Given data ::

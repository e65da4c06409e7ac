//! Money and displayed price labels.
//!
//! Amounts are kept in the smallest unit of the currency (cents for USD)
//! so line totals never pick up floating-point drift. Prices arrive from
//! the page as display strings ("$20.00") and are stored verbatim as
//! [`PriceLabel`]; they are only parsed into [`Money`] when a total is needed.

use std::fmt;
use std::sync::LazyLock;

use regex::Regex;
use serde::{Deserialize, Serialize};

/// Supported currencies.
#[derive(Debug, Clone, Copy, PartialEq, Eq, Hash, Serialize, Deserialize, Default)]
pub enum Currency {
    #[default]
    USD,
    EUR,
    GBP,
    JPY,
    INR,
}

impl Currency {
    /// Get the currency code (e.g., "USD").
    pub fn code(&self) -> &'static str {
        match self {
            Currency::USD => "USD",
            Currency::EUR => "EUR",
            Currency::GBP => "GBP",
            Currency::JPY => "JPY",
            Currency::INR => "INR",
        }
    }

    /// Get the currency symbol (e.g., "$").
    pub fn symbol(&self) -> &'static str {
        match self {
            Currency::USD => "$",
            Currency::EUR => "\u{20ac}",
            Currency::GBP => "\u{00a3}",
            Currency::JPY => "\u{00a5}",
            Currency::INR => "\u{20b9}",
        }
    }

    /// Get the number of decimal places for this currency.
    pub fn decimal_places(&self) -> u32 {
        match self {
            Currency::JPY => 0,
            _ => 2,
        }
    }

    /// Look up a currency by its display symbol.
    pub fn from_symbol(symbol: &str) -> Option<Self> {
        match symbol {
            "$" => Some(Currency::USD),
            "\u{20ac}" => Some(Currency::EUR),
            "\u{00a3}" => Some(Currency::GBP),
            "\u{00a5}" => Some(Currency::JPY),
            "\u{20b9}" => Some(Currency::INR),
            _ => None,
        }
    }
}

impl fmt::Display for Currency {
    fn fmt(&self, f: &mut fmt::Formatter<'_>) -> fmt::Result {
        write!(f, "{}", self.code())
    }
}

/// A monetary value with currency.
#[derive(Debug, Clone, Copy, PartialEq, Eq, Hash, Serialize, Deserialize, Default)]
pub struct Money {
    /// Amount in smallest currency unit (e.g., cents).
    pub amount_minor: i64,
    /// The currency.
    pub currency: Currency,
}

impl Money {
    /// Create a new Money value from minor units.
    pub fn new(amount_minor: i64, currency: Currency) -> Self {
        Self {
            amount_minor,
            currency,
        }
    }

    /// Create a zero amount in the given currency.
    pub fn zero(currency: Currency) -> Self {
        Self::new(0, currency)
    }

    /// Check if this is zero.
    pub fn is_zero(&self) -> bool {
        self.amount_minor == 0
    }

    /// Try to add another Money value.
    ///
    /// Returns `None` if currencies don't match or the sum overflows.
    pub fn try_add(&self, other: &Money) -> Option<Money> {
        if self.currency != other.currency {
            return None;
        }
        let amount = self.amount_minor.checked_add(other.amount_minor)?;
        Some(Money::new(amount, self.currency))
    }

    /// Try to multiply by a quantity, returning `None` on overflow.
    pub fn try_multiply(&self, factor: i64) -> Option<Money> {
        let amount = self.amount_minor.checked_mul(factor)?;
        Some(Money::new(amount, self.currency))
    }

    /// Format as a display string (e.g., "$49.99").
    pub fn display(&self) -> String {
        let places = self.currency.decimal_places();
        let sign = if self.amount_minor < 0 { "-" } else { "" };
        let abs = self.amount_minor.unsigned_abs();

        if places == 0 {
            return format!("{}{}{}", sign, self.currency.symbol(), abs);
        }

        let divisor = 10_u64.pow(places);
        format!(
            "{}{}{}.{:0width$}",
            sign,
            self.currency.symbol(),
            abs / divisor,
            abs % divisor,
            width = places as usize
        )
    }
}

impl fmt::Display for Money {
    fn fmt(&self, f: &mut fmt::Formatter<'_>) -> fmt::Result {
        write!(f, "{}", self.display())
    }
}

/// The first currency symbol in a label and the decimal numeral directly
/// after it, e.g. "$1,299.99". The numeral group is absent when the first
/// symbol is not followed by one.
static PRICE_PATTERN: LazyLock<Regex> = LazyLock::new(|| {
    Regex::new(r"^[^$\x{20ac}\x{00a3}\x{00a5}\x{20b9}]*(?P<symbol>[$\x{20ac}\x{00a3}\x{00a5}\x{20b9}])\s*(?:(?P<whole>[0-9]{1,3}(?:,[0-9]{3})+|[0-9]+)(?:\.(?P<frac>[0-9]+))?)?")
        .expect("price pattern is valid")
});

/// A price exactly as displayed on the product page.
///
/// Stored and redisplayed verbatim; never normalized.
#[derive(Debug, Clone, PartialEq, Eq, Hash, Serialize, Deserialize)]
#[serde(transparent)]
pub struct PriceLabel(String);

impl PriceLabel {
    /// Wrap a display string.
    pub fn new(label: impl Into<String>) -> Self {
        Self(label.into())
    }

    /// Get the label text.
    pub fn as_str(&self) -> &str {
        &self.0
    }

    /// Parse the decimal numeral following the first currency symbol.
    ///
    /// Only the first symbol counts: a label whose first symbol has no
    /// numeral after it does not parse, even if a later symbol does.
    /// Extra fraction digits beyond the currency's precision are rounded
    /// half-up. Returns `None` when no symbol-prefixed numeral is present
    /// or the amount does not fit in an `i64` of minor units.
    ///
    /// ```
    /// use atelier_commerce::money::{Currency, Money, PriceLabel};
    /// let price = PriceLabel::new("Now $1,299.99!").parse();
    /// assert_eq!(price, Some(Money::new(129_999, Currency::USD)));
    /// ```
    pub fn parse(&self) -> Option<Money> {
        let caps = PRICE_PATTERN.captures(&self.0)?;
        let currency = Currency::from_symbol(caps.name("symbol")?.as_str())?;
        let places = currency.decimal_places() as usize;

        let mut amount: i64 = 0;
        for digit in caps.name("whole")?.as_str().bytes().filter(u8::is_ascii_digit) {
            amount = amount.checked_mul(10)?.checked_add(i64::from(digit - b'0'))?;
        }

        let frac = caps.name("frac").map(|m| m.as_str()).unwrap_or("");
        let mut frac_digits = frac.bytes();
        for _ in 0..places {
            let digit = frac_digits.next().map(|d| d - b'0').unwrap_or(0);
            amount = amount.checked_mul(10)?.checked_add(i64::from(digit))?;
        }
        if frac_digits.next().is_some_and(|d| d >= b'5') {
            amount = amount.checked_add(1)?;
        }

        Some(Money::new(amount, currency))
    }
}

impl fmt::Display for PriceLabel {
    fn fmt(&self, f: &mut fmt::Formatter<'_>) -> fmt::Result {
        f.write_str(&self.0)
    }
}

impl From<String> for PriceLabel {
    fn from(s: String) -> Self {
        Self(s)
    }
}

impl From<&str> for PriceLabel {
    fn from(s: &str) -> Self {
        Self(s.to_string())
    }
}

#[cfg(test)]
mod tests {
    use super::*;

    fn parse(label: &str) -> Option<Money> {
        PriceLabel::new(label).parse()
    }

    #[test]
    fn test_money_display() {
        assert_eq!(Money::new(4999, Currency::USD).display(), "$49.99");
        assert_eq!(Money::new(5, Currency::USD).display(), "$0.05");
        assert_eq!(Money::new(100, Currency::JPY).display(), "\u{00a5}100");
        assert_eq!(Money::new(-250, Currency::GBP).display(), "-\u{00a3}2.50");
    }

    #[test]
    fn test_money_try_add_currency_mismatch() {
        let usd = Money::new(1000, Currency::USD);
        let eur = Money::new(1000, Currency::EUR);
        assert_eq!(usd.try_add(&eur), None);
        assert_eq!(usd.try_add(&usd), Some(Money::new(2000, Currency::USD)));
    }

    #[test]
    fn test_money_overflow() {
        let big = Money::new(i64::MAX, Currency::USD);
        assert_eq!(big.try_multiply(2), None);
        assert_eq!(big.try_add(&Money::new(1, Currency::USD)), None);
    }

    #[test]
    fn test_parse_simple_labels() {
        assert_eq!(parse("$20.00"), Some(Money::new(2000, Currency::USD)));
        assert_eq!(parse("$15.5"), Some(Money::new(1550, Currency::USD)));
        assert_eq!(parse("$45"), Some(Money::new(4500, Currency::USD)));
        assert_eq!(parse("\u{20ac} 19.90"), Some(Money::new(1990, Currency::EUR)));
        assert_eq!(parse("\u{00a5}1200"), Some(Money::new(1200, Currency::JPY)));
    }

    #[test]
    fn test_parse_uses_first_symbol_only() {
        assert_eq!(
            parse("Was $30.00, now $20.00"),
            Some(Money::new(3000, Currency::USD))
        );
        assert_eq!(parse("Sale: $ 9.99"), Some(Money::new(999, Currency::USD)));
        assert_eq!(parse("$ sale, now $20"), None);
        assert_eq!(parse("\u{00a3} or $5"), None);
    }

    #[test]
    fn test_parse_thousands_separator() {
        assert_eq!(parse("$1,299.99"), Some(Money::new(129_999, Currency::USD)));
        // Not a thousands group: stop at the comma
        assert_eq!(parse("$12,34"), Some(Money::new(1200, Currency::USD)));
    }

    #[test]
    fn test_parse_rounds_extra_precision() {
        assert_eq!(parse("$1.005"), Some(Money::new(101, Currency::USD)));
        assert_eq!(parse("$1.004"), Some(Money::new(100, Currency::USD)));
        assert_eq!(parse("\u{00a5}99.5"), Some(Money::new(100, Currency::JPY)));
    }

    #[test]
    fn test_parse_failures() {
        assert_eq!(parse(""), None);
        assert_eq!(parse("20.00"), None);
        assert_eq!(parse("$"), None);
        assert_eq!(parse("Free"), None);
        assert_eq!(parse("$99999999999999999999"), None);
    }

    #[test]
    fn test_label_is_verbatim() {
        let label = PriceLabel::from("  $20.00 ");
        assert_eq!(label.as_str(), "  $20.00 ");
        assert_eq!(serde_json::to_string(&label).unwrap(), r#""  $20.00 ""#);
    }
}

Assigned task :: Would you please state how many lines in the material hold "numeral"? The number alone will do.

Exercise response :: 5